CD13-specific ligand facilitates Xanthatin nanomedicine targeting dendritic cells for therapy of refractory allergic rhinitis.

Abstract

Relapse in Allergic Rhinitis (AR) is triggered by various unclear mechanisms. Xanthium strumarium L. as a traditional folk medicine can inhibit inflammatory responses through multiple mechanisms.
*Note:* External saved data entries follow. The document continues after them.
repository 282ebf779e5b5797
use crate::photo::{Photo, PhotoSource};
use std::error::Error;

/// The modal photo picking facility. Cancelling is `Ok(None)`, never an error.
pub trait PhotoPicker: Send + Sync {
    fn is_camera_available(&self) -> bool;

    fn choose_source(&self) -> Result<Option<PhotoSource>, Box<dyn Error + Send + Sync>>;

    fn pick(&self, source: PhotoSource) -> Result<Option<Photo>, Box<dyn Error + Send + Sync>>;
}
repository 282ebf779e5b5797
pub mod impl_console;
pub mod interface;
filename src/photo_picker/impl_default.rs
use crate::device_camera::interface::DeviceCamera;
use crate::library::logger::interface::Logger;
use crate::photo::{Photo, PhotoSource};
use crate::photo_picker::interface::PhotoPicker;
use crate::photo_picker::photo_library::{display_name, PhotoLibrary};
use crate::prompt::interface::Prompt;
use chrono::Local;
use std::error::Error;
use std::sync::Arc;

/// Picks photos from the camera, when there is one, or from the photo library,
/// asking the user through `prompt`.
pub struct PhotoPickerDefault {
    prompt: Arc<dyn Prompt + Send + Sync>,
    library: PhotoLibrary,
    camera: Option<Arc<dyn DeviceCamera + Send + Sync>>,
    logger: Arc<dyn Logger + Send + Sync>,
}

impl PhotoPickerDefault {
    pub fn new(
        prompt: Arc<dyn Prompt + Send + Sync>,
        library: PhotoLibrary,
        camera: Option<Arc<dyn DeviceCamera + Send + Sync>>,
        logger: Arc<dyn Logger + Send + Sync>,
    ) -> Self {
        Self {
            prompt,
            library,
            camera,
            logger: logger.with_namespace("photo_picker"),
        }
    }

    fn pick_from_library(&self) -> Result<Option<Photo>, Box<dyn Error + Send + Sync>> {
        let entries = self.library.entries()?;
        if entries.is_empty() {
            return Err(format!(
                "photo library {} contains no images",
                self.library.dir().display()
            )
            .into());
        }

        let options: Vec<String> = entries.iter().map(|path| display_name(path)).collect();

        match self.prompt.choose(PhotoSource::Library.title(), &options)? {
            Some(index) => {
                let photo = self.library.load(&entries[index])?;
                self.logger.info(&format!("Picked {}", photo.name))?;
                Ok(Some(photo))
            }
            None => {
                self.logger.info("Library picker cancelled")?;
                Ok(None)
            }
        }
    }

    fn pick_from_camera(&self) -> Result<Option<Photo>, Box<dyn Error + Send + Sync>> {
        let camera = self
            .camera
            .as_ref()
            .filter(|camera| camera.is_available())
            .ok_or("no camera available")?;

        let data = camera.capture_photo()?;
        let name = format!("camera-{}", Local::now().format("%Y%m%d-%H%M%S"));

        Ok(Some(Photo::from_encoded(name, data)))
    }
}

impl PhotoPicker for PhotoPickerDefault {
    fn is_camera_available(&self) -> bool {
        self.camera
            .as_ref()
            .is_some_and(|camera| camera.is_available())
    }

    fn choose_source(&self) -> Result<Option<PhotoSource>, Box<dyn Error + Send + Sync>> {
        if !self.is_camera_available() {
            return Ok(Some(PhotoSource::Library));
        }

        let sources = [PhotoSource::Camera, PhotoSource::Library];
        let options: Vec<String> = sources.iter().map(|s| s.title().to_string()).collect();

        let choice = self.prompt.choose("Photo Source", &options)?;

        Ok(choice.map(|index| sources[index]))
    }

    fn pick(&self, source: PhotoSource) -> Result<Option<Photo>, Box<dyn Error + Send + Sync>> {
        match source {
            PhotoSource::Camera => self.pick_from_camera(),
            PhotoSource::Library => self.pick_from_library(),
        }
    }
}
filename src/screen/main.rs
use crate::device_display::interface::{DeviceDisplay, DisplayEvent};
use crate::image_classifier::interface::ImageClassifier;
use crate::library::logger::interface::Logger;
use crate::library::state_machine::StateMachine;
use crate::photo_picker::interface::PhotoPicker;
use crate::screen::core::{init, transition, Effect, Model, Msg};
use crate::screen::render::view;
use crate::screen::run_effect::RunEffect;
use std::error::Error;
use std::sync::mpsc::Sender;
use std::sync::Arc;

/// The single classification screen: a photo, a text area and a camera button.
#[derive(Clone)]
pub struct Screen {
    logger: Arc<dyn Logger + Send + Sync>,
    device_display: Arc<dyn DeviceDisplay + Send + Sync>,
    photo_picker: Arc<dyn PhotoPicker + Send + Sync>,
    image_classifier: Arc<dyn ImageClassifier + Send + Sync>,
}

impl Screen {
    pub fn new(
        logger: Arc<dyn Logger + Send + Sync>,
        device_display: Arc<dyn DeviceDisplay + Send + Sync>,
        photo_picker: Arc<dyn PhotoPicker + Send + Sync>,
        image_classifier: Arc<dyn ImageClassifier + Send + Sync>,
    ) -> Self {
        Self {
            logger: logger.with_namespace("screen"),
            device_display,
            photo_picker,
            image_classifier,
        }
    }

    /// Runs until the display is closed.
    pub fn run(&self) -> Result<(), Box<dyn Error + Send + Sync>> {
        let transition_logger = self.logger.clone();
        let render_logger = self.logger.clone();
        let device_display = self.device_display.clone();
        let run_effect = RunEffect::new(
            self.logger.clone(),
            self.device_display.clone(),
            self.photo_picker.clone(),
            self.image_classifier.clone(),
        );

        let state_machine = StateMachine::new(
            init(self.photo_picker.is_camera_available()),
            move |model: Model, msg: Msg| {
                let _ = transition_logger.info(&format!("Processing msg: {:?}", msg));
                let (new_model, effects) = transition(model, msg);
                let _ = transition_logger.info(&format!(
                    "New phase: {:?}, effects: {:?}",
                    new_model.phase, effects
                ));
                (new_model, effects)
            },
            move |model: &Model| {
                if let Err(e) = device_display.render(&view(model)) {
                    let _ = render_logger.error(&format!("Failed to render: {}", e));
                }
            },
            move |effect: Effect, event_sender: Sender<Msg>| {
                run_effect.run_effect(effect, event_sender)
            },
        )
        .stop_when(|msg| matches!(msg, Msg::DisplayEvent(DisplayEvent::Closed)));

        let final_model = state_machine.run()?;
        self.logger
            .info(&format!("Screen closed in phase {:?}", final_model.phase))?;

        Ok(())
    }
}
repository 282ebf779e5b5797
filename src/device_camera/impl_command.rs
use crate::device_camera::interface::DeviceCamera;
use crate::library::logger::interface::Logger;
use std::path::Path;
use std::process::Command;
use std::sync::Arc;

/// Captures stills by running an external program that writes an encoded
/// image to stdout, e.g. `libcamera-still -n -o -`.
pub struct DeviceCameraCommand {
    program: String,
    args: Vec<String>,
    logger: Arc<dyn Logger + Send + Sync>,
}

impl DeviceCameraCommand {
    pub fn new(command: Vec<String>, logger: Arc<dyn Logger + Send + Sync>) -> Self {
        let mut parts = command.into_iter();
        Self {
            program: parts.next().unwrap_or_default(),
            args: parts.collect(),
            logger: logger.with_namespace("camera").with_namespace("command"),
        }
    }
}

impl DeviceCamera for DeviceCameraCommand {
    fn is_available(&self) -> bool {
        if self.program.is_empty() {
            return false;
        }

        let program = Path::new(&self.program);
        if program.components().count() > 1 {
            return program.is_file();
        }

        std::env::var_os("PATH")
            .map(|paths| std::env::split_paths(&paths).any(|dir| dir.join(program).is_file()))
            .unwrap_or(false)
    }

    fn capture_photo(&self) -> Result<Vec<u8>, Box<dyn std::error::Error + Send + Sync>> {
        self.logger
            .info(&format!("Capturing photo with {} {:?}", self.program, self.args))?;

        let output = Command::new(&self.program).args(&self.args).output()?;

        if !output.status.success() {
            return Err(format!(
                "{} exited with {}: {}",
                self.program,
                output.status,
                String::from_utf8_lossy(&output.stderr).trim()
            )
            .into());
        }

        if output.stdout.is_empty() {
            return Err(format!("{} produced no image data", self.program).into());
        }

        self.logger
            .info(&format!("Photo captured ({} bytes)", output.stdout.len()))?;

        Ok(output.stdout)
    }
}
use crate::device_display::interface::{DeviceDisplay, DisplayEvent, View};
use std::error::Error;
use std::sync::mpsc::{channel, Receiver, Sender};
use std::sync::Mutex;

/// Records every rendered view; events are injected with `send`.
pub struct DeviceDisplayFake {
    views: Mutex<Vec<View>>,
    sender: Sender<DisplayEvent>,
    receiver: Mutex<Option<Receiver<DisplayEvent>>>,
}

impl DeviceDisplayFake {
    pub fn new() -> Self {
        let (sender, receiver) = channel();
        Self {
            views: Mutex::new(Vec::new()),
            sender,
            receiver: Mutex::new(Some(receiver)),
        }
    }

    pub fn send(&self, event: DisplayEvent) {
        let _ = self.sender.send(event);
    }

    pub fn views(&self) -> Vec<View> {
        self.views.lock().map(|views| views.clone()).unwrap_or_default()
    }

    pub fn last_view(&self) -> Option<View> {
        self.views().pop()
    }
}

impl DeviceDisplay for DeviceDisplayFake {
    fn render(&self, view: &View) -> Result<(), Box<dyn Error + Send + Sync>> {
        self.views
            .lock()
            .map_err(|_| "fake display poisoned")?
            .push(view.clone());
        Ok(())
    }

    fn events(&self) -> Receiver<DisplayEvent> {
        self.receiver
            .lock()
            .ok()
            .and_then(|mut receiver| receiver.take())
            .unwrap_or_else(|| channel().1)
    }
}
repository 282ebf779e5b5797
use std::sync::Arc;

pub trait Logger: Send + Sync {
    fn info(&self, message: &str) -> Result<(), Box<dyn std::error::Error + Send + Sync>>;
    fn error(&self, message: &str) -> Result<(), Box<dyn std::error::Error + Send + Sync>>;
    fn with_namespace(&self, namespace: &str) -> Arc<dyn Logger + Send + Sync>;
}
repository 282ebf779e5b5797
use exif::{In, Reader, Tag};
use image::{imageops, RgbImage};
use std::io::Cursor;

/// How the stored pixels must be transformed to appear upright.
#[derive(Default, Clone, Copy, Debug, PartialEq, Eq)]
pub enum Orientation {
    #[default]
    Normal,
    CW90,
    CW180,
    CW270,
    MirroredHorizontal,
    MirroredVertical,
    MirroredHorizontalAnd90CW,
    MirroredHorizontalAnd270CW,
}

impl Orientation {
    /// Reads the EXIF orientation tag of an encoded image.
    ///
    /// Images without EXIF data, or whose container the exif reader does not
    /// understand, are treated as upright.
    pub fn from_encoded(data: &[u8]) -> Self {
        let Ok(exif) = Reader::new().read_from_container(&mut Cursor::new(data)) else {
            return Self::Normal;
        };

        exif.get_field(Tag::Orientation, In::PRIMARY)
            .and_then(|field| field.value.get_uint(0))
            .map(Into::into)
            .unwrap_or_default()
    }

    #[must_use]
    pub fn apply(&self, image: &RgbImage) -> RgbImage {
        match self {
            Self::Normal => image.clone(),
            Self::CW90 => imageops::rotate90(image),
            Self::CW180 => imageops::rotate180(image),
            Self::CW270 => imageops::rotate270(image),
            Self::MirroredHorizontal => imageops::flip_horizontal(image),
            Self::MirroredVertical => imageops::flip_vertical(image),
            Self::MirroredHorizontalAnd90CW => {
                imageops::rotate90(&imageops::flip_horizontal(image))
            }
            Self::MirroredHorizontalAnd270CW => {
                imageops::rotate270(&imageops::flip_horizontal(image))
            }
        }
    }

    pub fn swaps_dimensions(&self) -> bool {
        matches!(
            self,
            Self::CW90
                | Self::CW270
                | Self::MirroredHorizontalAnd90CW
                | Self::MirroredHorizontalAnd270CW
        )
    }
}

impl From<u32> for Orientation {
    fn from(value: u32) -> Self {
        match value {
            2 => Self::MirroredHorizontal,
            3 => Self::CW180,
            4 => Self::MirroredVertical,
            5 => Self::MirroredHorizontalAnd270CW,
            6 => Self::CW90,
            7 => Self::MirroredHorizontalAnd90CW,
            8 => Self::CW270,
            _ => Self::Normal,
        }
    }
}
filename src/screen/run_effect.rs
use crate::device_display::interface::{DeviceDisplay, DisplayEvent};
use crate::image_classifier::interface::ImageClassifier;
use crate::image_preprocessor::preprocess;
use crate::library::logger::interface::Logger;
use crate::photo_picker::interface::PhotoPicker;
use crate::screen::core::{Effect, Msg};
use std::sync::mpsc::Sender;
use std::sync::Arc;

#[derive(Clone)]
pub struct RunEffect {
    logger: Arc<dyn Logger + Send + Sync>,
    device_display: Arc<dyn DeviceDisplay + Send + Sync>,
    photo_picker: Arc<dyn PhotoPicker + Send + Sync>,
    image_classifier: Arc<dyn ImageClassifier + Send + Sync>,
}

impl RunEffect {
    pub fn new(
        logger: Arc<dyn Logger + Send + Sync>,
        device_display: Arc<dyn DeviceDisplay + Send + Sync>,
        photo_picker: Arc<dyn PhotoPicker + Send + Sync>,
        image_classifier: Arc<dyn ImageClassifier + Send + Sync>,
    ) -> Self {
        Self {
            logger,
            device_display,
            photo_picker,
            image_classifier,
        }
    }

    pub fn run_effect(&self, effect: Effect, event_sender: Sender<Msg>) {
        let _ = self.logger.info(&format!("Running effect: {:?}", effect));

        match effect {
            Effect::SubscribeDisplay => {
                let events = self.device_display.events();
                for event in events.iter() {
                    if event_sender.send(Msg::DisplayEvent(event)).is_err() {
                        return;
                    }
                }
                // A display that stops producing events is gone.
                let _ = event_sender.send(Msg::DisplayEvent(DisplayEvent::Closed));
            }
            Effect::ChooseSource => {
                let chosen = self.photo_picker.choose_source();
                let _ = event_sender.send(Msg::SourceChosen(chosen));
            }
            Effect::PickPhoto { source } => {
                let picked = self.photo_picker.pick(source);
                let _ = event_sender.send(Msg::PhotoPicked(picked));
            }
            Effect::Preprocess { photo } => {
                let buffer = preprocess(&photo).map(Arc::new);
                let _ = event_sender.send(Msg::PreprocessDone(buffer));
            }
            Effect::Classify { buffer } => {
                let classifications = self
                    .image_classifier
                    .classify(&buffer.pixels, buffer.orientation);
                let _ = event_sender.send(Msg::ClassifyDone(classifications));
            }
        }
    }
}
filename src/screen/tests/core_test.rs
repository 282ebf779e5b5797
use crate::device_display::interface::DisplayEvent;
use crate::image_classifier::interface::{Classification, ClassificationError};
use crate::image_preprocessor::PreprocessError;
use crate::photo::PhotoSource;
use crate::screen::core::{init, transition, Effect, Model, Msg, Phase, Picking};
use crate::screen::render::view;
use crate::screen::tests::fixture::{pixel_buffer, png_photo};
use std::sync::Arc;

fn take_picture() -> Msg {
    Msg::DisplayEvent(DisplayEvent::TakePicture)
}

fn model_in(phase: Phase) -> Model {
    Model {
        phase,
        ..init(true).0
    }
}

fn showing_result() -> Model {
    Model {
        phase: Phase::Idle,
        camera_available: true,
        photo: Some(pixel_buffer()),
        text: "Classification:\n  (0.97) cat\n  (0.03) dog".to_string(),
    }
}

#[test]
fn test_init() {
    let (model, effects) = init(false);

    assert_eq!(model.phase, Phase::Idle);
    assert_eq!(model.text, "Take a photo to classify.");
    assert_eq!(model.photo, None);
    assert_eq!(effects, vec![Effect::SubscribeDisplay]);
    assert!(view(&model).can_take_picture);
}

#[test]
fn test_take_picture_with_camera_asks_for_source() {
    let (model, effects) = transition(init(true).0, take_picture());

    assert_eq!(model.phase, Phase::PickingPhoto(Picking::ChoosingSource));
    assert_eq!(effects, vec![Effect::ChooseSource]);
    assert!(!view(&model).can_take_picture);
}

#[test]
fn test_take_picture_without_camera_goes_to_library() {
    let (model, effects) = transition(init(false).0, take_picture());

    assert_eq!(
        model.phase,
        Phase::PickingPhoto(Picking::Presenting(PhotoSource::Library))
    );
    assert_eq!(
        effects,
        vec![Effect::PickPhoto {
            source: PhotoSource::Library
        }]
    );
}

#[test]
fn test_chosen_source_is_presented() {
    let (model, effects) = transition(
        model_in(Phase::PickingPhoto(Picking::ChoosingSource)),
        Msg::SourceChosen(Ok(Some(PhotoSource::Camera))),
    );

    assert_eq!(
        model.phase,
        Phase::PickingPhoto(Picking::Presenting(PhotoSource::Camera))
    );
    assert_eq!(
        effects,
        vec![Effect::PickPhoto {
            source: PhotoSource::Camera
        }]
    );
}

#[test]
fn test_cancelling_leaves_result_and_photo_unchanged() {
    let before = showing_result();

    for (phase, msg) in [
        (
            Phase::PickingPhoto(Picking::ChoosingSource),
            Msg::SourceChosen(Ok(None)),
        ),
        (
            Phase::PickingPhoto(Picking::Presenting(PhotoSource::Library)),
            Msg::PhotoPicked(Ok(None)),
        ),
    ] {
        let (model, effects) = transition(Model { phase, ..before.clone() }, msg);

        assert_eq!(model, before);
        assert!(effects.is_empty());
    }
}

#[test]
fn test_picker_errors_are_shown() {
    let (model, effects) = transition(
        model_in(Phase::PickingPhoto(Picking::Presenting(PhotoSource::Camera))),
        Msg::PhotoPicked(Err("camera unplugged".into())),
    );

    assert_eq!(model.phase, Phase::Idle);
    assert_eq!(model.text, "Unable to pick photo.\ncamera unplugged");
    assert!(effects.is_empty());

    let (model, _) = transition(
        model_in(Phase::PickingPhoto(Picking::ChoosingSource)),
        Msg::SourceChosen(Err("prompt closed".into())),
    );
    assert_eq!(model.phase, Phase::Idle);
    assert_eq!(model.text, "Unable to pick photo.\nprompt closed");
}

#[test]
fn test_picked_photo_clears_previous_result() {
    let photo = png_photo("cat.png");
    let (model, effects) = transition(
        Model {
            phase: Phase::PickingPhoto(Picking::Presenting(PhotoSource::Library)),
            ..showing_result()
        },
        Msg::PhotoPicked(Ok(Some(photo.clone()))),
    );

    assert_eq!(model.phase, Phase::Classifying);
    assert_eq!(model.text, "Classifying...");
    assert_eq!(model.photo, None);
    assert_eq!(
        effects,
        vec![Effect::Preprocess {
            photo: Arc::new(photo)
        }]
    );
}

#[test]
fn test_preprocessed_photo_is_shown_and_classified() {
    let buffer = pixel_buffer();
    let (model, effects) = transition(
        model_in(Phase::Classifying),
        Msg::PreprocessDone(Ok(buffer.clone())),
    );

    assert_eq!(model.phase, Phase::Classifying);
    assert!(view(&model).shows_same_photo(Some(&buffer)));
    assert_eq!(effects, vec![Effect::Classify { buffer }]);
}

#[test]
fn test_undecodable_photo_is_shown_as_error() {
    let error = image::load_from_memory(b"garbage").unwrap_err();
    let (model, effects) = transition(
        model_in(Phase::Classifying),
        Msg::PreprocessDone(Err(PreprocessError::from(error))),
    );

    assert_eq!(model.phase, Phase::Idle);
    assert!(model.text.starts_with("Unable to decode image.\n"));
    assert!(effects.is_empty());
}

#[test]
fn test_classification_result_is_formatted() {
    let (model, effects) = transition(
        model_in(Phase::Classifying),
        Msg::ClassifyDone(Ok(vec![
            Classification::new("cat", 0.97),
            Classification::new("dog", 0.03),
        ])),
    );

    assert_eq!(model.phase, Phase::Idle);
    assert_eq!(model.text, "Classification:\n  (0.97) cat\n  (0.03) dog");
    assert!(effects.is_empty());

    let (model, _) = transition(model_in(Phase::Classifying), Msg::ClassifyDone(Ok(vec![])));
    assert_eq!(model.text, "Nothing recognized.");
}

#[test]
fn test_classification_error_is_shown() {
    let (model, _) = transition(
        model_in(Phase::Classifying),
        Msg::ClassifyDone(Err(ClassificationError::Inference("boom".to_string()))),
    );

    assert_eq!(model.phase, Phase::Idle);
    assert_eq!(model.text, "Unable to classify image.\ninference failed: boom");
}

#[test]
fn test_take_picture_is_ignored_while_busy() {
    for phase in [
        Phase::Classifying,
        Phase::PickingPhoto(Picking::ChoosingSource),
        Phase::PickingPhoto(Picking::Presenting(PhotoSource::Library)),
    ] {
        let before = model_in(phase);
        let (model, effects) = transition(before.clone(), take_picture());

        assert_eq!(model, before);
        assert!(effects.is_empty());
    }
}

#[test]
fn test_stale_results_are_ignored_when_idle() {
    let before = showing_result();
    let (model, effects) = transition(
        before.clone(),
        Msg::ClassifyDone(Ok(vec![Classification::new("dog", 1.0)])),
    );

    assert_eq!(model, before);
    assert!(effects.is_empty());
}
Xanthatin (XT) is a bioactive compound derived from Xanthium strumarium L, and we developed a polymeric micelle (PM) that is dendritic cells (DCs)-specific targeting delivery system loading XT (NGR-XT-PM) based on a cyclic peptide moiety (NGR) to render DCs maturation-resistant for therapy of refractory AR. A murine model of AR was employed to investigate the in vivo therapeutic efficiency and relapse rate compared with the commercial product Budesonide. The results showed intranasal administration of NGR-XT-PM presented significant anti-allergy effect with no recurrence, in contrast, all mice treatment with Budesonide relapsed. NGR-XT-PM could effectively reverse the Th1/Th2 imbalance by depleting the serum inflammatory levels (IgE, histamine and IL-4) and DCs surface costimulatory molecules (CD80, CD86 and I-A/I-E), and promote immune tolerance by upregulating the level of Treg cells and reducing the levels of Th2, Th9 and Th17 cells. Furthermore, we appealed to virtual screening of inflammatory targets and found XT blocking the COX-2/PGE2 signaling pathway, which is a key effector in immune responses. These indicated CD13-specific NGR could facilitate XT selectively targeting DCs for efficiently ameliorating refractory rhinitis, and NGR-XT-PM should be a potential anti-AR drug.